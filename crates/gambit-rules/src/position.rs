//! Opaque position value.

use gambit_core::{FenError, FenFields, Side};
use serde::Serialize;
use std::fmt;

/// A full board state, exchanged as a 6-field FEN string.
///
/// The string is checked for shape on construction; whether it describes a
/// legal position is decided by the oracle that consumes it. Positions are
/// values: applying a move produces a new one.
#[derive(Debug, Clone, PartialEq, Eq, Hash, Serialize)]
#[serde(transparent)]
pub struct Position {
    fen: String,
    #[serde(skip)]
    side_to_move: Side,
}

impl Position {
    /// Builds a position from a FEN string.
    pub fn from_fen(fen: &str) -> Result<Self, FenError> {
        let fields = FenFields::parse(fen)?;
        Ok(Position {
            fen: fields.to_fen(),
            side_to_move: fields.side_to_move,
        })
    }

    /// The standard initial layout.
    pub fn startpos() -> Self {
        Position {
            fen: FenFields::STARTPOS.to_string(),
            side_to_move: Side::White,
        }
    }

    /// Returns the FEN string.
    pub fn as_fen(&self) -> &str {
        &self.fen
    }

    /// Returns the side to move recorded in the FEN.
    pub fn side_to_move(&self) -> Side {
        self.side_to_move
    }
}

impl Default for Position {
    fn default() -> Self {
        Self::startpos()
    }
}

impl fmt::Display for Position {
    fn fmt(&self, f: &mut fmt::Formatter<'_>) -> fmt::Result {
        f.write_str(&self.fen)
    }
}

#[cfg(test)]
mod tests {
    use super::*;

    #[test]
    fn startpos_matches_parsed_startpos() {
        let parsed = Position::from_fen(FenFields::STARTPOS).unwrap();
        assert_eq!(parsed, Position::startpos());
        assert_eq!(parsed.side_to_move(), Side::White);
    }

    #[test]
    fn normalises_whitespace() {
        let pos = Position::from_fen("  8/8/8/8/8/8/8/K6k   b - -  3 40 ").unwrap();
        assert_eq!(pos.as_fen(), "8/8/8/8/8/8/8/K6k b - - 3 40");
        assert_eq!(pos.side_to_move(), Side::Black);
    }

    #[test]
    fn rejects_malformed_fen() {
        assert!(Position::from_fen("not a fen").is_err());
    }
}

WHAT TO DO:
Quote verbatim the opening lines of the listing above, ending with the line where "it describes a" appears; include both endpoints and nothing more.

WRITTEN RESPONSE:
filename crates/gambit-rules/src/position.rs
//! Opaque position value.

use gambit_core::{FenError, FenFields, Side};
use serde::Serialize;
use std::fmt;

/// A full board state, exchanged as a 6-field FEN string.
///
/// The string is checked for shape on construction; whether it describes a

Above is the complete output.